4. THE AMITYVILLE HORROR
Clocking in at a brisk 89 minutes (to accommodate more showings), this remake boiled down the previous crappy movie to its barest essentials. Each scene is cut together so tight, the attempted scares are given no suspense. The film just hits its beat and moves right on. There’s hardly any overall thread and scenes barely connect. Any character development was left on the cutting room floor. Melissa George lets her teeth do most of the acting and Ryan Reynolds is forced to go from everyman to crazy in the time it takes to sneeze. And for an everyman, his muscular abs (left over from BLADE 3) are just distracting.

3. CURSED
Delayed for over a year, and reshot 3 times, I bet there’s a great story behind what went wrong here. SCREAM screenwriter Kevin Williamson practically started a bidding war with his revisionist take on the warewolf movie. The project ultimately went to the producers of SCREAM and that film’s director, horror master Wes Craven. So what went wrong, and why reshoot the film so many times that the end result just plays like every other bad horror movie?

2. JUNEBUG
At this point, I really think when I went to see JUNEBUG, the theatre showed me the wrong movie. The appeal of this highly acclaimed film completely eludes me, except for Amy Adams who nearly deserves the Oscar nod she’s certain to get. But this supposed realistic look at small town southern life often felt like one of David Lynch’s bizarre creations. (Somebody explain to me the painter and why anyone would be interested in owning his crap?)

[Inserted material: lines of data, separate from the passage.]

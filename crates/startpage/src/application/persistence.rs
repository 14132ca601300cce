//! Persistence adapter: keeps the durable storage slot in step with the store.
//!
//! The durable slot is modelled after browser local storage: an origin-scoped
//! key/value store holding text.  [`KeyValueStore`] abstracts it so the use
//! cases can be tested without touching the disk; the file-backed and
//! in-memory implementations live in `infrastructure::storage::slot`.
//!
//! # Keys
//!
//! - [`SLOT_KEY`] holds the current v2 document.
//! - [`LEGACY_SLOT_KEY`] is where the first release kept a bare category list.
//!   It is only read, and only when [`SLOT_KEY`] is absent.  The legacy value
//!   is never overwritten or removed; the next write-through simply creates
//!   [`SLOT_KEY`].

use startpage_core::{decode, encode, Configuration, SchemaError, SchemaShape};
use thiserror::Error;
use tracing::{debug, info};

/// Key of the current configuration document.
pub const SLOT_KEY: &str = "startpage";

/// Key used by the first release.
pub const LEGACY_SLOT_KEY: &str = "categories";

/// Errors reported by a [`KeyValueStore`] implementation.
#[derive(Debug, Error)]
pub enum SlotError {
    /// Writing the value would exceed the storage quota; nothing was written.
    #[error("storage quota exceeded: {needed} bytes needed, {quota} bytes allowed")]
    QuotaExceeded { needed: u64, quota: u64 },

    /// The storage mechanism cannot be used at all (missing, disabled, or not
    /// readable/writable).
    #[error("storage unavailable at {location}: {source}")]
    Unavailable {
        location: String,
        #[source]
        source: std::io::Error,
    },
}

/// An origin-scoped, durable key/value slot holding text values.
#[cfg_attr(test, mockall::automock)]
pub trait KeyValueStore: Send {
    /// Returns the value stored under `key`, or `None` if the key is absent.
    fn get_item(&self, key: &str) -> Result<Option<String>, SlotError>;

    /// Stores `value` under `key`, replacing any previous value.
    fn set_item(&mut self, key: &str, value: &str) -> Result<(), SlotError>;
}

impl<T: KeyValueStore + ?Sized> KeyValueStore for Box<T> {
    fn get_item(&self, key: &str) -> Result<Option<String>, SlotError> {
        (**self).get_item(key)
    }

    fn set_item(&mut self, key: &str, value: &str) -> Result<(), SlotError> {
        (**self).set_item(key, value)
    }
}

/// Error type for [`save`] and [`load`].
#[derive(Debug, Error)]
pub enum PersistError {
    /// The slot is full; the in-memory configuration is unaffected.
    #[error("your changes couldn't be saved: {0}")]
    QuotaExceeded(#[source] SlotError),

    /// The slot cannot be used (disabled by policy, unreadable, ...).
    #[error("storage is unavailable: {0}")]
    StorageUnavailable(#[source] SlotError),

    /// The slot holds text that is not a configuration document.
    #[error("stored configuration is corrupt: {0}")]
    CorruptData(#[source] SchemaError),

    /// The configuration could not be encoded.
    #[error("configuration could not be serialized: {0}")]
    Serialize(#[source] SchemaError),
}

impl From<SlotError> for PersistError {
    fn from(e: SlotError) -> Self {
        match e {
            SlotError::QuotaExceeded { .. } => PersistError::QuotaExceeded(e),
            SlotError::Unavailable { .. } => PersistError::StorageUnavailable(e),
        }
    }
}

/// Where a loaded configuration came from.
#[derive(Debug, Clone, Copy, PartialEq, Eq)]
pub enum Hydration {
    /// Nothing stored yet; the default configuration was used.
    Empty,
    /// Read from `key`, which held a document of the given shape.
    Stored {
        key: &'static str,
        shape: SchemaShape,
    },
}

/// Result of [`load`].
#[derive(Debug, Clone, PartialEq)]
pub struct Loaded {
    pub config: Configuration,
    pub hydration: Hydration,
}

/// Serializes the whole configuration into the slot.
///
/// Returns the number of bytes written.
///
/// # Errors
///
/// [`PersistError::QuotaExceeded`] / [`PersistError::StorageUnavailable`] for
/// slot failures and [`PersistError::Serialize`] if encoding fails.
pub fn save<S: KeyValueStore + ?Sized>(
    slot: &mut S,
    config: &Configuration,
) -> Result<usize, PersistError> {
    let text = encode(config).map_err(PersistError::Serialize)?;
    slot.set_item(SLOT_KEY, &text)?;
    debug!(
        bytes = text.len(),
        categories = config.categories.len(),
        "configuration saved"
    );
    Ok(text.len())
}

/// Reads the configuration from the slot.
///
/// An empty slot is not an error: the default configuration is returned.
///
/// # Errors
///
/// [`PersistError::StorageUnavailable`] if the slot cannot be read and
/// [`PersistError::CorruptData`] if it holds something that does not decode.
pub fn load<S: KeyValueStore + ?Sized>(slot: &S) -> Result<Loaded, PersistError> {
    for key in [SLOT_KEY, LEGACY_SLOT_KEY] {
        let Some(text) = slot.get_item(key)? else {
            continue;
        };
        let decoded = decode(&text).map_err(PersistError::CorruptData)?;
        if key == LEGACY_SLOT_KEY || decoded.shape.was_migrated() {
            info!(
                key,
                shape = ?decoded.shape,
                "migrating stored configuration; it will be rewritten on the next change"
            );
        }
        return Ok(Loaded {
            config: decoded.config,
            hydration: Hydration::Stored {
                key,
                shape: decoded.shape,
            },
        });
    }

    debug!("storage slot empty, starting with default configuration");
    Ok(Loaded {
        config: Configuration::default(),
        hydration: Hydration::Empty,
    })
}

// ── Tests ─────────────────────────────────────────────────────────────────────

#[cfg(test)]
mod tests {
    use super::*;
    use startpage_core::{DesignSettings, IdAllocation};
    use std::io;

    fn unavailable() -> SlotError {
        SlotError::Unavailable {
            location: "test".to_string(),
            source: io::Error::new(io::ErrorKind::PermissionDenied, "disabled by policy"),
        }
    }

    fn sample() -> Configuration {
        let mut cfg = Configuration::new();
        cfg.add_category("Work", IdAllocation::LastElement).unwrap();
        cfg
    }

    #[test]
    fn test_load_empty_slot_returns_default_configuration() {
        // Arrange
        let mut slot = MockKeyValueStore::new();
        slot.expect_get_item().times(2).returning(|_| Ok(None));

        // Act
        let loaded = load(&slot).expect("empty slot is not an error");

        // Assert
        assert_eq!(loaded.hydration, Hydration::Empty);
        assert!(loaded.config.categories.is_empty());
        assert_eq!(loaded.config.design, DesignSettings::default());
    }

    #[test]
    fn test_load_reads_current_key_first() {
        let text = encode(&sample()).unwrap();
        let mut slot = MockKeyValueStore::new();
        slot.expect_get_item().times(1).returning(move |key| {
            assert_eq!(key, SLOT_KEY);
            Ok(Some(text.clone()))
        });

        let loaded = load(&slot).unwrap();

        assert_eq!(loaded.config, sample());
        assert_eq!(
            loaded.hydration,
            Hydration::Stored {
                key: SLOT_KEY,
                shape: SchemaShape::Versioned(2)
            }
        );
    }

    #[test]
    fn test_load_falls_back_to_legacy_key() {
        let mut slot = MockKeyValueStore::new();
        slot.expect_get_item().returning(|key| {
            if key == LEGACY_SLOT_KEY {
                Ok(Some(r#"[{"id":1,"name":"Work","urls":[]}]"#.to_string()))
            } else {
                Ok(None)
            }
        });

        let loaded = load(&slot).unwrap();

        assert_eq!(loaded.config, sample());
        assert_eq!(
            loaded.hydration,
            Hydration::Stored {
                key: LEGACY_SLOT_KEY,
                shape: SchemaShape::LegacyList
            }
        );
    }

    #[test]
    fn test_load_corrupt_data_is_reported() {
        let mut slot = MockKeyValueStore::new();
        slot.expect_get_item()
            .returning(|_| Ok(Some("{{ definitely not json".to_string())));

        let result = load(&slot);

        assert!(matches!(result, Err(PersistError::CorruptData(_))));
    }

    #[test]
    fn test_load_unavailable_storage_is_reported() {
        let mut slot = MockKeyValueStore::new();
        slot.expect_get_item().returning(|_| Err(unavailable()));

        let result = load(&slot);

        assert!(matches!(result, Err(PersistError::StorageUnavailable(_))));
    }

    #[test]
    fn test_save_writes_encoded_document_under_slot_key() {
        // Arrange
        let expected = encode(&sample()).unwrap();
        let expected_len = expected.len();
        let mut slot = MockKeyValueStore::new();
        slot.expect_set_item().times(1).returning(move |key, value| {
            assert_eq!(key, SLOT_KEY);
            assert_eq!(value, expected);
            Ok(())
        });

        // Act
        let written = save(&mut slot, &sample()).unwrap();

        // Assert
        assert_eq!(written, expected_len);
    }

    #[test]
    fn test_save_maps_quota_exceeded() {
        let mut slot = MockKeyValueStore::new();
        slot.expect_set_item()
            .returning(|_, _| Err(SlotError::QuotaExceeded { needed: 10, quota: 5 }));

        let result = save(&mut slot, &sample());

        assert!(matches!(result, Err(PersistError::QuotaExceeded(_))));
    }

    #[test]
    fn test_save_maps_unavailable_storage() {
        let mut slot = MockKeyValueStore::new();
        slot.expect_set_item().returning(|_, _| Err(unavailable()));

        let result = save(&mut slot, &sample());

        assert!(matches!(result, Err(PersistError::StorageUnavailable(_))));
    }

    #[test]
    fn test_boxed_store_delegates_to_inner_store() {
        let mut inner = MockKeyValueStore::new();
        inner.expect_get_item().returning(|_| Ok(None));
        let boxed: Box<dyn KeyValueStore> = Box::new(inner);

        assert!(boxed.get_item(SLOT_KEY).unwrap().is_none());
    }
}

It would be an understatement to simply call JUNEBUG slow. It’s incompetently, ineptly unedited. Scenes will begin on a blank frame, waiting for an actor or vehicle to enter, and then hold long after the actor/vehicle has left. One moment holds on a never-before-seen neighbor who walks away, AND THE CAMERA HANGS THERE, lingering on the empty frame after she leaves. This is one of the most torturously lengthy experiences I’ve ever had in a theatre.

1. ELEKTRA
What FANTASTIC FOUR is to X-MEN, drop down the same level of quality and you’ll land on ELEKTRA. In the film Jennifer Garner plays a super assassin who for personal reasons cannot kill an important target. She must now protect the target as an evil force sends other assassins after her. I mention the plot because it’s the exact same story as AEON FLUX.

I didn’t see AEON FLUX (I got a note from my doctor), but the parallels got me thinking. How ironic is it that two films, led by beautiful and talented females followed the exact same path, and mined the same amount of box office ($25 million)?

ELEKTRA plays like one of those movies that inspired to be dark and gritty, but got it wings clipped at every turn. The assassin life was toned down to a friendly PG-13 (Elektra’s victims often become green smoke instead of dying). The fight scenes are edited on the puree setting so you never get to see any brutal hits, and the super villains (Tatoo Man, Sir Speedy, Lesbian Greenery Killer) are a couple of laughable steps beyond silly.
I like Garner a lot, but she’s terrible here. After “Alias” and 13 GOING ON 30, I thought she was a megastar of unlimited talent, but ELEKTRA takes every opportunity to point out her limitations. (This film contains the year’s least convincing crying scene.) She always makes fearless choices and puts her trust completely in the hand of the director, but Rob Bowman completely betrays that trust.

I seriously believe this is not the film Bowman intended to make, and that more powerful producers meddled with many of his decisions. Still, there’s a lot of terrible filmmaking on display, especially some excruciating slo-mo. CATWOMAN was a more interesting bad movie to watch. At its best, ELEKTRA promises some laughably bad fun. Then it just keeps getting worse.